Sunday, August 30, 2009

《看見價值: 巴菲特一直奉行的財富與人生哲學》- Mary Buffett, David Clark









看見價值: 巴菲特一直奉行的財富與人生哲學
The Tao of Warren Buffett: Warren Buffett's Words of Wisdom: Quotations and Interpretations to Help Guide You to Billionaire Wealth and Enlighten - Mary Buffett, David Clark

Immediately become a little Buffettologist after reading this book and make me search more of his related books and his company- Berkshire Hathaway as well ( it is a high-valued company which helps its shareholder get satisfactory return every year but I have checked the " admission fee" to be a shareholder is stunning...US$102,200 per share!!!!!! Alhough I can't find the board lot, I am sure the one who can afford to buy are all millionaires...)

It was written by Warren Buffett's daughter-in-law

Although here are totally 125 quotations of him, some of their concepts ( especially the latter part of the book are duplicated. Still, it is worthy to read...many of them are witticisms

Compared with Lee Ka Shing, I appreciate him more. Apart from being a super successful investor, he contributed 85% of his wealth to the charity...definitely a generous person...

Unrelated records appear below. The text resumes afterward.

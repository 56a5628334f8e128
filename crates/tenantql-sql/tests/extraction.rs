//! Structural extraction over realistic canonical and tenant queries

use tenantql_sql::{normalized_tokens, Statement, TokenKind};

#[test]
fn canonical_query_with_filter() {
    let stmt = Statement::parse("SELECT contract_id, status FROM contracts WHERE status='active'").unwrap();

    assert_eq!(stmt.tables().len(), 1);
    assert_eq!(stmt.tables()[0].name, "contracts");
    let bare: Vec<String> = stmt.bare_columns().into_iter().map(|c| c.column).collect();
    assert_eq!(bare, vec!["contract_id", "status", "status"]);
    assert!(!stmt.has_join());
    assert!(!stmt.has_aggregation());
    assert!(!stmt.has_subquery());
}

#[test]
fn generated_tenant_query_with_join_and_case() {
    let sql = r#"
        SELECT a.generated_unique_award_id AS contract_id,
               CASE WHEN a.period_end>=CURRENT_DATE AND a.period_start<=CURRENT_DATE
                    THEN 'active' ELSE 'inactive' END AS status,
               r.legal_name
        FROM awards a
        LEFT JOIN recipients r ON a.recipient_id = r.id
        WHERE a.total_obligation > 1000
        ORDER BY a.period_end DESC
    "#;
    let stmt = Statement::parse(sql).unwrap();

    let tables: Vec<(&str, Option<&str>)> = stmt
        .tables()
        .iter()
        .map(|t| (t.name.as_str(), t.alias.as_deref()))
        .collect();
    assert_eq!(tables, vec![("awards", Some("a")), ("recipients", Some("r"))]);

    let qualified = stmt.qualified_columns();
    assert_eq!(qualified.len(), 8);
    assert!(qualified
        .iter()
        .all(|c| stmt.resolve_qualifier(c.qualifier.as_deref().unwrap()).is_some()));
    assert!(stmt.bare_columns().is_empty());

    let items = stmt.select_items();
    assert_eq!(items.len(), 3);
    assert_eq!(stmt.item_alias(&items[1]).as_deref(), Some("status"));
    assert_eq!(stmt.output_aliases(), vec!["contract_id", "status"]);
}

#[test]
fn comments_and_strings_are_not_structure() {
    let stmt = Statement::parse(
        "SELECT title -- FROM fake_table\nFROM contracts WHERE title = 'FROM other JOIN x'",
    )
    .unwrap();
    assert_eq!(stmt.tables().len(), 1);
    assert!(!stmt.has_join());
    assert!(stmt
        .tokens()
        .iter()
        .any(|t| t.kind == TokenKind::Comment && t.text.contains("fake_table")));
}

#[test]
fn in_subquery_tables_are_collected() {
    let stmt = Statement::parse(
        "SELECT name FROM parties WHERE party_id IN (SELECT buyer_party_id FROM contracts)",
    )
    .unwrap();
    let names: Vec<&str> = stmt.tables().iter().map(|t| t.name.as_str()).collect();
    assert_eq!(names, vec!["parties", "contracts"]);
    assert!(stmt.has_subquery());
}

#[test]
fn normalized_tokens_drop_comments() {
    assert_eq!(
        normalized_tokens("a /* x */ + -- y\n b").unwrap(),
        vec!["a", "+", "b"]
    );
}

Besides mentioning his investing approach, it also mention the importance of integrity of a corporation, management skills or even some marketing concepts etc

I find he likes to focus and emphrasize on long-term investment instead of the short-term one, he prefers high-quality stocks (which can overcome the challenges and survive) and buy them when the overall economic condition is bad

But I am pretty sure that the brokers dislike Warren Buffett since they live on the comission depending on the frequent transactions in the stock market, if everyone is like Warren, the brokers/ consultants will be starve ot death

And I believe different people should have different strategies and philosophies since their financial conditions are not the same. Warren has super huge capitals to invest which allow him to gain a lot once he decided to sell the stocks as there will be a large sum return even the return rate is normal. As a mediocrity with limited capitals, if I adopt his strategies at this moment, the return will not be so obvious even the return rate looks good. ( although he always said value-investing, spend less but has a high return rate, it can't help much if you just invest $1 even with 100% return, right?)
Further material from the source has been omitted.